About this task
For the entries below, say how many lines include the word "struct" and add nothing else.

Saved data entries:
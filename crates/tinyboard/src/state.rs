//! Application state shared across all request handlers.

use std::sync::Arc;

use moka::future::Cache;

use crate::config::Config;
use crate::render::RenderContext;
use crate::store::PostStore;

/// Cached HTML response with metadata.
#[derive(Clone, Debug)]
pub struct CachedHtml {
    /// Rendered HTML string.
    pub html: String,
    /// When this entry was cached.
    pub cached_at: chrono::DateTime<chrono::Utc>,
}

/// Type alias for the thread page cache, keyed by root post id.
pub type HtmlCache = Cache<String, CachedHtml>;

/// Thread page cache capacity (number of entries).
const THREAD_CACHE_CAPACITY: u64 = 10_000;

/// Thread page cache TTL. Entries are also evicted when a thread gets a reply.
const THREAD_CACHE_TTL: std::time::Duration = std::time::Duration::from_secs(300);

/// Shared application state available to all request handlers.
#[derive(Clone)]
pub struct AppState {
    /// Post storage.
    pub store: PostStore,

    /// Application configuration.
    pub config: Arc<Config>,

    /// Rendered thread pages keyed by root post id.
    pub cache: HtmlCache,
}

impl AppState {
    /// Create application state, opening the store at `config.db_path`.
    pub fn new(config: Config) -> crate::error::Result<Self> {
        let store = PostStore::open(&config.db_path)?;
        Ok(Self::with_store(config, store))
    }

    /// Create application state around an already opened store.
    pub fn with_store(config: Config, store: PostStore) -> Self {
        let cache = Cache::builder()
            .max_capacity(THREAD_CACHE_CAPACITY)
            .time_to_live(THREAD_CACHE_TTL)
            .build();

        tracing::info!(
            cache_capacity = THREAD_CACHE_CAPACITY,
            cache_ttl_secs = THREAD_CACHE_TTL.as_secs(),
            "application state initialized"
        );

        Self {
            store,
            config: Arc::new(config),
            cache,
        }
    }

    /// Rendering context derived from the configuration.
    pub fn render_context(&self) -> RenderContext<'_> {
        RenderContext {
            site_name: &self.config.site_name,
            upload_prefix: &self.config.upload_url_prefix,
        }
    }
}
//! Post storage backed by sled.
//!
//! # Key Design
//!
//! - Keys: post id (UTF-8)
//! - Values: JSON-encoded [`Post`]
//!
//! Threads are reassembled by scanning for posts whose `parent_id` names the
//! root. Records that fail to decode are skipped and logged.

use std::path::Path;

use tracing::{debug, info, warn};

use crate::error::Result;
use crate::post::{Post, Thread};

/// One page of thread starters for the board index.
#[derive(Debug, Clone, Default)]
pub struct RootsPage {
    /// Root posts on this page, most recently bumped first.
    pub posts: Vec<Post>,
    /// Whether an earlier page exists.
    pub has_prev: bool,
    /// Whether a later page exists.
    pub has_next: bool,
}

/// sled-backed post store.
///
/// Cheap to clone: clones share the same underlying database.
#[derive(Clone)]
pub struct PostStore {
    db: sled::Db,
}

impl PostStore {
    /// Open or create a store at the given path.
    pub fn open<P: AsRef<Path>>(path: P) -> Result<Self> {
        let path = path.as_ref();
        info!("Opening post store at {}", path.display());
        let db = sled::open(path)?;
        Ok(Self { db })
    }

    /// Open a throwaway store that is deleted on drop.
    pub fn temporary() -> Result<Self> {
        let db = sled::Config::new().temporary(true).open()?;
        Ok(Self { db })
    }

    /// Fetch a single post by id.
    pub fn get(&self, id: &str) -> Result<Option<Post>> {
        match self.db.get(id.as_bytes())? {
            Some(bytes) => Ok(Some(serde_json::from_slice(&bytes)?)),
            None => Ok(None),
        }
    }

    /// Persist a post.
    ///
    /// A reply to a thread starter also bumps the starter's timestamp so the
    /// thread moves to the top of the board index. Replies are never bumped,
    /// their timestamps fix the order inside a thread.
    pub fn insert(&self, post: &Post) -> Result<()> {
        self.put(post)?;

        if let Some(parent_id) = &post.parent_id
            && let Some(mut parent) = self.get(parent_id)?
            && !parent.is_reply()
        {
            parent.timestamp = post.timestamp;
            self.put(&parent)?;
            debug!(parent_id = %parent_id, timestamp = post.timestamp, "bumped thread");
        }

        self.db.flush()?;
        Ok(())
    }

    /// Load a thread: the post with `id` and every post replying to it.
    ///
    /// Replies are in chronological order; equal timestamps keep store order.
    pub fn thread(&self, id: &str) -> Result<Option<Thread>> {
        let mut root = None;
        let mut replies = Vec::new();

        for post in self.scan() {
            let post = post?;
            if post.id == id {
                root = Some(post);
            } else if post.parent_id.as_deref() == Some(id) {
                replies.push(post);
            }
        }

        replies.sort_by_key(|p| p.timestamp);

        Ok(root.map(|root| Thread { root, replies }))
    }

    /// Load one page of thread starters, most recently bumped first.
    ///
    /// Pages past the end are empty.
    pub fn roots_page(&self, page: usize, per_page: usize) -> Result<RootsPage> {
        let mut roots = Vec::new();
        for post in self.scan() {
            let post = post?;
            if !post.is_reply() {
                roots.push(post);
            }
        }

        roots.sort_by(|a, b| b.timestamp.cmp(&a.timestamp));

        let start = page.saturating_mul(per_page);
        let end = start.saturating_add(per_page);
        let total = roots.len();

        let posts = if start < total {
            roots.drain(start..end.min(total)).collect()
        } else {
            Vec::new()
        };

        Ok(RootsPage {
            posts,
            has_prev: page > 0,
            has_next: end < total,
        })
    }

    /// Number of stored posts.
    pub fn len(&self) -> usize {
        self.db.len()
    }

    /// Whether the store holds no posts.
    pub fn is_empty(&self) -> bool {
        self.db.is_empty()
    }

    fn put(&self, post: &Post) -> Result<()> {
        let value = serde_json::to_vec(post)?;
        self.db.insert(post.id.as_bytes(), value)?;
        Ok(())
    }

    /// Iterate decodable posts. Storage errors are yielded; bad records are skipped.
    fn scan(&self) -> impl Iterator<Item = Result<Post>> + '_ {
        self.db.iter().filter_map(|entry| match entry {
            Ok((key, value)) => match serde_json::from_slice::<Post>(&value) {
                Ok(post) => Some(Ok(post)),
                Err(e) => {
                    warn!(key = %String::from_utf8_lossy(&key), error = %e, "skipping undecodable post");
                    None
                }
            },
            Err(e) => Some(Err(e.into())),
        })
    }
}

Exercise result
4